§ INSTRUCTIONS FOR THE TASK
Print exactly the lines below between the line holding "repository 985943b30c1fdb9f" and the line holding "on the same", inclusive, and nothing more.

[Records from a data source]
-----

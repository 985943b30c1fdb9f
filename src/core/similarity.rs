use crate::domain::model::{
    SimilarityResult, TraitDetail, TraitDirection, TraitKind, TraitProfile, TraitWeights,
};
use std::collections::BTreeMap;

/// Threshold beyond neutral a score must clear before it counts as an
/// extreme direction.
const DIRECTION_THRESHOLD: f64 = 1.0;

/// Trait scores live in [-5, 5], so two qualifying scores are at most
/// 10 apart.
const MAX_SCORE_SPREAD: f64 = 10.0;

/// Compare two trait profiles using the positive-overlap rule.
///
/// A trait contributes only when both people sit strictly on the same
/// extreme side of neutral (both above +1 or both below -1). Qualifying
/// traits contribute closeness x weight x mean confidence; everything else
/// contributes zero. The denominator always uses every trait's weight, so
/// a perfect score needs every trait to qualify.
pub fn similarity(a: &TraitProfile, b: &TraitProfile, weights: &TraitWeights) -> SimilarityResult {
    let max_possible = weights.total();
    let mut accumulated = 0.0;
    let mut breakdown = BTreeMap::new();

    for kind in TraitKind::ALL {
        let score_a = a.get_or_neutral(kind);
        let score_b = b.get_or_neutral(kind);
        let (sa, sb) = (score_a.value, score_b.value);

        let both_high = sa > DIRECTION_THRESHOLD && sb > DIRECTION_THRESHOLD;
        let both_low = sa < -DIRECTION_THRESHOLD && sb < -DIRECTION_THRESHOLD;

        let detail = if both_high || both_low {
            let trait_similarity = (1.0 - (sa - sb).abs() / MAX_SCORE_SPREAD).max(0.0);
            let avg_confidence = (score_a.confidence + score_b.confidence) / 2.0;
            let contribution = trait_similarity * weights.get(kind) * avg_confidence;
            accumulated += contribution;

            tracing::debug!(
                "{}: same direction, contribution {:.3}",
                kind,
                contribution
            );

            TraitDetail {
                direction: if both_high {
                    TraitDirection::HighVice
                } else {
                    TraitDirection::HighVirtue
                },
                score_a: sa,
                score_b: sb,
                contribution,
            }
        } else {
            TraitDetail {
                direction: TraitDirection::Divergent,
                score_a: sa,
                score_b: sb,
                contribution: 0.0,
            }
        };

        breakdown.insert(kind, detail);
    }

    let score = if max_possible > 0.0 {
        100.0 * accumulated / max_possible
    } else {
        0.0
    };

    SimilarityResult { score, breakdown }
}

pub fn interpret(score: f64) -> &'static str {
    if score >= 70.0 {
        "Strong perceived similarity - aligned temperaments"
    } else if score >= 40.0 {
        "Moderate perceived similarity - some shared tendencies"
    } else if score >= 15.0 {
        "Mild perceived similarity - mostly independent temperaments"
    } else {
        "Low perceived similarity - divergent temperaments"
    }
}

-----

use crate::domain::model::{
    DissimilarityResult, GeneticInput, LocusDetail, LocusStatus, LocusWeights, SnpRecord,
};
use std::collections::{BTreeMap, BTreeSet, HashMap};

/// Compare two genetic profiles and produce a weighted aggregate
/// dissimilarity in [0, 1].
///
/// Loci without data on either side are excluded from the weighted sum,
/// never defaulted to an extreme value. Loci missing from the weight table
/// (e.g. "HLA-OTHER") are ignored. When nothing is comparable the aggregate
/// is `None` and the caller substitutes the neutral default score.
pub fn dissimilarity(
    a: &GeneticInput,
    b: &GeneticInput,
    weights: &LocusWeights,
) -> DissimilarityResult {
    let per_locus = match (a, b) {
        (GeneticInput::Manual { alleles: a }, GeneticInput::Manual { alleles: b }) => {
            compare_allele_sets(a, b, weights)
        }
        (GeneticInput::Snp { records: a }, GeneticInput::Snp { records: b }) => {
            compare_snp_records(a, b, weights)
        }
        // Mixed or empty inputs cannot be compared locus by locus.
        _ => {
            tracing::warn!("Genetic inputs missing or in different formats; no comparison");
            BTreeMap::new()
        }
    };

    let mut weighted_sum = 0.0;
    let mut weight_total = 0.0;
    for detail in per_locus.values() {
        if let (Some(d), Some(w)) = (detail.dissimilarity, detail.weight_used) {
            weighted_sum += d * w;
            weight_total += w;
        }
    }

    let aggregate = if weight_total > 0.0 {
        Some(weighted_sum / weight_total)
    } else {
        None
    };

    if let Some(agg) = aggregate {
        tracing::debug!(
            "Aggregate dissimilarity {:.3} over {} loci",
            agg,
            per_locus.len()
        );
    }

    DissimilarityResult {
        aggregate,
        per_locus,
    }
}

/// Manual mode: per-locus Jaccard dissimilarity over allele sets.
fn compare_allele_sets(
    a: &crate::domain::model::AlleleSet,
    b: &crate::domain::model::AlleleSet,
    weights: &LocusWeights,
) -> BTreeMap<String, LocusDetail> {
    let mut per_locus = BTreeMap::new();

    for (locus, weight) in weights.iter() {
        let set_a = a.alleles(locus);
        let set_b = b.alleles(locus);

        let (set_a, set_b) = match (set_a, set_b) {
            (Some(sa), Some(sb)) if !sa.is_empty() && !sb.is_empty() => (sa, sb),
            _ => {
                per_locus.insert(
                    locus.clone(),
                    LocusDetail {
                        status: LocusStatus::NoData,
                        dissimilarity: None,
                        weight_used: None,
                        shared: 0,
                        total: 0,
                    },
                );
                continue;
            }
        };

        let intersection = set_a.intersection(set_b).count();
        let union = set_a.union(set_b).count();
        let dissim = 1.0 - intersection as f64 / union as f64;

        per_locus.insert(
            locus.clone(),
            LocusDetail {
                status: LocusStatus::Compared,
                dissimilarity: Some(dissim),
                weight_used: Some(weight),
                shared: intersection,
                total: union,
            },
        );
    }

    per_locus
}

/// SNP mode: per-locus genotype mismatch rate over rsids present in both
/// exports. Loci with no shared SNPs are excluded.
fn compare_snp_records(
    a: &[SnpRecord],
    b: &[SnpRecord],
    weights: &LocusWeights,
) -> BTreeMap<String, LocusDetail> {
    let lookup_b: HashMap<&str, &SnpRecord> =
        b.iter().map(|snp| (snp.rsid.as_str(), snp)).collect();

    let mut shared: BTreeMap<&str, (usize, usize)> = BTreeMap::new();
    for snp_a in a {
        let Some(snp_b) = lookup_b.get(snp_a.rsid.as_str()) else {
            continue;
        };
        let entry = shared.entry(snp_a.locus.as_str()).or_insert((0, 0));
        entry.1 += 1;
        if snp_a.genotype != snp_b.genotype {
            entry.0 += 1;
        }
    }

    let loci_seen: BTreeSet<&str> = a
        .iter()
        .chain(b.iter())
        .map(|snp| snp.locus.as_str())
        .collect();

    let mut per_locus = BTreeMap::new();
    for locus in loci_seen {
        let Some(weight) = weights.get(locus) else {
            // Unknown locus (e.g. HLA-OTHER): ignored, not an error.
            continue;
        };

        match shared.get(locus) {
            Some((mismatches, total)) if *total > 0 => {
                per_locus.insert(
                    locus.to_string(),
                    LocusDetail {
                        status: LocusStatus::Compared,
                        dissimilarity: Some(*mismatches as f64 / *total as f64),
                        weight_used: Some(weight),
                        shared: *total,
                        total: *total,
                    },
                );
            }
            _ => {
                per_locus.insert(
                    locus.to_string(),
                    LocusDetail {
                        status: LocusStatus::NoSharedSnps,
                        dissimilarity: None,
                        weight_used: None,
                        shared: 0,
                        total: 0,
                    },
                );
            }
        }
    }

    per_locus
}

-----

§ WRITTEN RESPONSE
repository 985943b30c1fdb9f
filename src/core/similarity.rs
use crate::domain::model::{
    SimilarityResult, TraitDetail, TraitDirection, TraitKind, TraitProfile, TraitWeights,
};
use std::collections::BTreeMap;

/// Threshold beyond neutral a score must clear before it counts as an
/// extreme direction.
const DIRECTION_THRESHOLD: f64 = 1.0;

/// Trait scores live in [-5, 5], so two qualifying scores are at most
/// 10 apart.
const MAX_SCORE_SPREAD: f64 = 10.0;

/// Compare two trait profiles using the positive-overlap rule.
///
/// A trait contributes only when both people sit strictly on the same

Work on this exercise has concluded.